» Directions
Having read the data, transcribe all of it without deviation.
Extracted information Start Marker
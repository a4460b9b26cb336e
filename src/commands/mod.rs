//! Parse and execute logic for each command family.
//!
//! Every module exposes its script keywords as constants, `parse_*`
//! functions registered in [`crate::parser`], and the functions
//! [`Command::execute`](crate::Command::execute) dispatches to.

pub mod comment;
pub mod delay;
pub mod key_combo;
pub mod text;
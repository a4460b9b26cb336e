//! Bridge from the platform's USB event callback to a transport instance.
//!
//! The device stack calls a fixed C entry point with no user pointer, so the
//! target has to live in a global. The global is private to this module;
//! everything else talks to an [`UsbEventSink`].

use parking_lot::Mutex;
use std::sync::{Arc, Weak};
use tracing::{debug, info};

/// Bus-level USB events reported by the device stack.
#[derive(Debug, Clone, Copy, PartialEq, Eq)]
pub enum UsbEvent {
    Started,
    Stopped,
    Suspended,
    Resumed,
}

impl UsbEvent {
    /// Map a platform event id (`ARDUINO_USB_*_EVENT` order) to an event.
    pub fn from_raw(id: i32) -> Option<Self> {
        match id {
            0 => Some(Self::Started),
            1 => Some(Self::Stopped),
            2 => Some(Self::Suspended),
            3 => Some(Self::Resumed),
            _ => None,
        }
    }
}

/// Receives USB events on behalf of a transport.
#[derive(Debug, Default)]
pub struct UsbEventSink {
    last: Mutex<Option<UsbEvent>>,
}

impl UsbEventSink {
    pub fn on_event(&self, event: UsbEvent) {
        info!("USB {:?}", event);
        *self.last.lock() = Some(event);
    }

    pub fn last_event(&self) -> Option<UsbEvent> {
        *self.last.lock()
    }
}

static TARGET: Mutex<Option<Weak<UsbEventSink>>> = Mutex::new(None);

/// Route platform callbacks to `sink`, replacing any previous target.
pub fn install(sink: &Arc<UsbEventSink>) {
    *TARGET.lock() = Some(Arc::downgrade(sink));
}

/// Stop routing callbacks.
pub fn uninstall() {
    *TARGET.lock() = None;
}

/// Deliver one event to the installed sink, if it is still alive.
pub fn dispatch(event: UsbEvent) {
    let target = TARGET.lock().as_ref().and_then(Weak::upgrade);
    match target {
        Some(sink) => sink.on_event(event),
        None => debug!("USB {:?} with no sink installed", event),
    }
}

/// Entry point registered with the device stack.
pub extern "C" fn usb_event_callback(event_id: i32) {
    match UsbEvent::from_raw(event_id) {
        Some(event) => dispatch(event),
        None => debug!("ignoring USB event id {}", event_id),
    }
}

#[cfg(test)]
mod tests {
    use super::*;

    // One test owns the global so parallel tests cannot race on it.
    #[test]
    fn test_callback_reaches_installed_sink() {
        let sink = Arc::new(UsbEventSink::default());
        install(&sink);

        usb_event_callback(2);
        assert_eq!(sink.last_event(), Some(UsbEvent::Suspended));

        usb_event_callback(99);
        assert_eq!(sink.last_event(), Some(UsbEvent::Suspended));

        dispatch(UsbEvent::Resumed);
        assert_eq!(sink.last_event(), Some(UsbEvent::Resumed));

        uninstall();
        dispatch(UsbEvent::Stopped);
        assert_eq!(sink.last_event(), Some(UsbEvent::Resumed));

        let dropped = Arc::new(UsbEventSink::default());
        install(&dropped);
        drop(dropped);
        dispatch(UsbEvent::Started);
        uninstall();
    }

    #[test]
    fn test_from_raw() {
        assert_eq!(UsbEvent::from_raw(0), Some(UsbEvent::Started));
        assert_eq!(UsbEvent::from_raw(3), Some(UsbEvent::Resumed));
        assert_eq!(UsbEvent::from_raw(4), None);
    }
}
Extracted information End Marker
» Task output
repository a4460b9b26cb336e
filename src/commands/mod.rs
//! Parse and execute logic for each command family.
//!
//! Every module exposes its script keywords as constants, `parse_*`
//! functions registered in [`crate::parser`], and the functions
//! [`Command::execute`](crate::Command::execute) dispatches to.

pub mod comment;
pub mod delay;
pub mod key_combo;
pub mod text;
repository a4460b9b26cb336e
//! Bridge from the platform's USB event callback to a transport instance.
//!
//! The device stack calls a fixed C entry point with no user pointer, so the
//! target has to live in a global. The global is private to this module;
//! everything else talks to an [`UsbEventSink`].

use parking_lot::Mutex;
use std::sync::{Arc, Weak};
use tracing::{debug, info};

/// Bus-level USB events reported by the device stack.
#[derive(Debug, Clone, Copy, PartialEq, Eq)]
pub enum UsbEvent {
    Started,
    Stopped,
    Suspended,
    Resumed,
}

impl UsbEvent {
    /// Map a platform event id (`ARDUINO_USB_*_EVENT` order) to an event.
    pub fn from_raw(id: i32) -> Option<Self> {
        match id {
            0 => Some(Self::Started),
            1 => Some(Self::Stopped),
            2 => Some(Self::Suspended),
            3 => Some(Self::Resumed),
            _ => None,
        }
    }
}

/// Receives USB events on behalf of a transport.
#[derive(Debug, Default)]
pub struct UsbEventSink {
    last: Mutex<Option<UsbEvent>>,
}

impl UsbEventSink {
    pub fn on_event(&self, event: UsbEvent) {
        info!("USB {:?}", event);
        *self.last.lock() = Some(event);
    }

    pub fn last_event(&self) -> Option<UsbEvent> {
        *self.last.lock()
    }
}

static TARGET: Mutex<Option<Weak<UsbEventSink>>> = Mutex::new(None);

/// Route platform callbacks to `sink`, replacing any previous target.
pub fn install(sink: &Arc<UsbEventSink>) {
    *TARGET.lock() = Some(Arc::downgrade(sink));
}

/// Stop routing callbacks.
pub fn uninstall() {
    *TARGET.lock() = None;
}

/// Deliver one event to the installed sink, if it is still alive.
pub fn dispatch(event: UsbEvent) {
    let target = TARGET.lock().as_ref().and_then(Weak::upgrade);
    match target {
        Some(sink) => sink.on_event(event),
        None => debug!("USB {:?} with no sink installed", event),
    }
}

/// Entry point registered with the device stack.
pub extern "C" fn usb_event_callback(event_id: i32) {
    match UsbEvent::from_raw(event_id) {
        Some(event) => dispatch(event),
        None => debug!("ignoring USB event id {}", event_id),
    }
}

#[cfg(test)]
mod tests {
    use super::*;

    // One test owns the global so parallel tests cannot race on it.
    #[test]
    fn test_callback_reaches_installed_sink() {
        let sink = Arc::new(UsbEventSink::default());
        install(&sink);

        usb_event_callback(2);
        assert_eq!(sink.last_event(), Some(UsbEvent::Suspended));

        usb_event_callback(99);
        assert_eq!(sink.last_event(), Some(UsbEvent::Suspended));

        dispatch(UsbEvent::Resumed);
        assert_eq!(sink.last_event(), Some(UsbEvent::Resumed));

        uninstall();
        dispatch(UsbEvent::Stopped);
        assert_eq!(sink.last_event(), Some(UsbEvent::Resumed));

        let dropped = Arc::new(UsbEventSink::default());
        install(&dropped);
        drop(dropped);
        dispatch(UsbEvent::Started);
        uninstall();
    }

    #[test]
    fn test_from_raw() {
        assert_eq!(UsbEvent::from_raw(0), Some(UsbEvent::Started));
        assert_eq!(UsbEvent::from_raw(3), Some(UsbEvent::Resumed));
        assert_eq!(UsbEvent::from_raw(4), None);
    }
}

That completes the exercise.